----- RECORDS SHOWN -----

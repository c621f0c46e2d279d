use clap::{Parser, Subcommand};
use letter_boxed_solver::*;
use log::{debug, info};
use rand::rngs::StdRng;
use rand::SeedableRng;
use rayon::prelude::*;
use std::collections::BTreeMap;
use std::fs::File;
use std::io;
use std::time::Instant;

/// Solves Letter Boxed puzzles: finds the shortest chain of words that uses every letter on the
/// square.
#[derive(Parser, Debug)]
#[command(version, about)]
struct Args {
    /// Path to a file that contains a list of candidate words, with one word on each line.
    #[arg(short = 'f', long)]
    words_file: String,

    /// The maximum number of words allowed in a solution.
    #[arg(long, default_value_t = DEFAULT_MAX_WORDS)]
    max_words: usize,

    /// Stop searching after expanding this many search states.
    #[arg(long)]
    max_expansions: Option<usize>,

    #[command(subcommand)]
    command: Command,
}

#[derive(Subcommand, Debug)]
enum Command {
    /// Solve a single puzzle, given as four sides such as "WML-FRO-EIP-TUD".
    Solve { puzzle: Puzzle },
    /// List every word in the words file that can be played on the puzzle.
    Legal { puzzle: Puzzle },
    /// Check that the given words solve the puzzle, and compare them with the solver's answer.
    Check {
        puzzle: Puzzle,
        #[arg(required = true)]
        words: Vec<String>,
    },
    /// Solve randomly generated puzzles and report how many words each solution needed.
    Benchmark {
        /// How many puzzles to generate.
        #[arg(short = 'n', long, default_value_t = 100)]
        num_puzzles: usize,
        /// Seed for the puzzle generator, for repeatable runs.
        #[arg(long)]
        seed: Option<u64>,
    },
}

fn main() -> Result<(), LetterBoxedError> {
    env_logger::init();
    let start_time = Instant::now();
    let args = Args::parse();
    debug!("Command line options: {:?}", args);
    println!("File: {}", args.words_file);

    let words_reader = io::BufReader::new(File::open(&args.words_file)?);
    let word_bank = WordBank::from_reader(words_reader)?;
    println!("There are {} candidate words.", word_bank.len());

    let config = SolverConfig {
        max_words: args.max_words,
        max_expansions: args.max_expansions,
    };

    match args.command {
        Command::Solve { puzzle } => solve_single_puzzle(&puzzle, &word_bank, &config),
        Command::Legal { puzzle } => list_legal_words(&puzzle, &word_bank),
        Command::Check { puzzle, words } => check_words(&puzzle, &words, &word_bank, &config)?,
        Command::Benchmark { num_puzzles, seed } => {
            run_benchmark(num_puzzles, seed, &word_bank, &config)
        }
    }

    println!(
        "Command executed in {:.3}s.",
        start_time.elapsed().as_secs_f64()
    );

    Ok(())
}

fn solve_single_puzzle(puzzle: &Puzzle, word_bank: &WordBank, config: &SolverConfig) {
    match solve_puzzle(puzzle, word_bank, config) {
        SolveResult::Solved(chain) => print_chain(&chain),
        SolveResult::NoSolution => {
            println!(
                "No solution found for {} within {} words.",
                puzzle, config.max_words
            );
        }
    }
}

fn list_legal_words(puzzle: &Puzzle, word_bank: &WordBank) {
    let legal_words = filter_legal(puzzle, word_bank);
    println!("{} words can be played on {}:", legal_words.len(), puzzle);
    for word in legal_words.iter() {
        println!("\t{}", word.word());
    }
}

fn check_words(
    puzzle: &Puzzle,
    words: &[String],
    word_bank: &WordBank,
    config: &SolverConfig,
) -> Result<(), LetterBoxedError> {
    let given = puzzle.check_chain(words)?;
    println!("The given words solve {}.", puzzle);
    print_chain(&given);

    match solve_puzzle(puzzle, word_bank, config) {
        SolveResult::Solved(chain) => {
            if (chain.len(), chain.total_letters()) < (given.len(), given.total_letters()) {
                println!("I found a shorter solution:");
            } else {
                println!("My solution:");
            }
            print_chain(&chain);
        }
        SolveResult::NoSolution => println!("I couldn't find a solution with these words."),
    }
    Ok(())
}

fn print_chain(chain: &Chain) {
    println!(
        "Solved it with {} words and {} letters.",
        chain.len(),
        chain.total_letters()
    );
    for word in chain.words() {
        println!("\t{}", word);
    }
}

fn run_benchmark(
    num_puzzles: usize,
    seed: Option<u64>,
    word_bank: &WordBank,
    config: &SolverConfig,
) {
    let mut rng = match seed {
        Some(seed) => StdRng::seed_from_u64(seed),
        None => StdRng::from_entropy(),
    };
    let puzzles: Vec<Puzzle> = (0..num_puzzles)
        .map(|_| Puzzle::random(&mut rng))
        .collect();
    info!("Generated {} puzzles.", puzzles.len());

    let results: Vec<SolveResult> = puzzles
        .par_iter()
        .map(|puzzle| solve_puzzle(puzzle, word_bank, config))
        .collect();

    let num_words_per_solution: Vec<usize> = results
        .iter()
        .filter_map(|result| result.chain().map(Chain::len))
        .collect();
    println!(
        "Solved {} of {} puzzles. Results:",
        num_words_per_solution.len(),
        num_puzzles
    );

    let mut num_puzzles_per_length: BTreeMap<usize, usize> = BTreeMap::new();
    for num_words in num_words_per_solution.iter() {
        *(num_puzzles_per_length.entry(*num_words).or_insert(0)) += 1;
    }

    println!("|Num words|Num puzzles|");
    println!("|---------|-----------|");
    for (num_words, count) in num_puzzles_per_length.iter() {
        println!("|{}|{}|", num_words, count);
    }
    println!("|none|{}|", num_puzzles - num_words_per_solution.len());

    if num_words_per_solution.is_empty() {
        return;
    }
    let average: f64 = num_words_per_solution.iter().sum::<usize>() as f64
        / num_words_per_solution.len() as f64;
    let std_dev: f64 = (num_words_per_solution
        .iter()
        .map(|num_words| (*num_words as f64 - average).powi(2))
        .sum::<f64>()
        / num_words_per_solution.len() as f64)
        .sqrt();

    println!(
        "\n**Average number of words:** {:.2} +/- {:.2}",
        average, std_dev
    );
}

-----

▸ **EXERCISE**
Every line above in which the word "config" occurs is to be copied.

▸ **FINISHED EXERCISE**
    let config = SolverConfig {
        Command::Solve { puzzle } => solve_single_puzzle(&puzzle, &word_bank, &config),
        Command::Check { puzzle, words } => check_words(&puzzle, &words, &word_bank, &config)?,
            run_benchmark(num_puzzles, seed, &word_bank, &config)
fn solve_single_puzzle(puzzle: &Puzzle, word_bank: &WordBank, config: &SolverConfig) {
    match solve_puzzle(puzzle, word_bank, config) {
                puzzle, config.max_words
    config: &SolverConfig,
    match solve_puzzle(puzzle, word_bank, config) {
    config: &SolverConfig,
        .map(|puzzle| solve_puzzle(puzzle, word_bank, config))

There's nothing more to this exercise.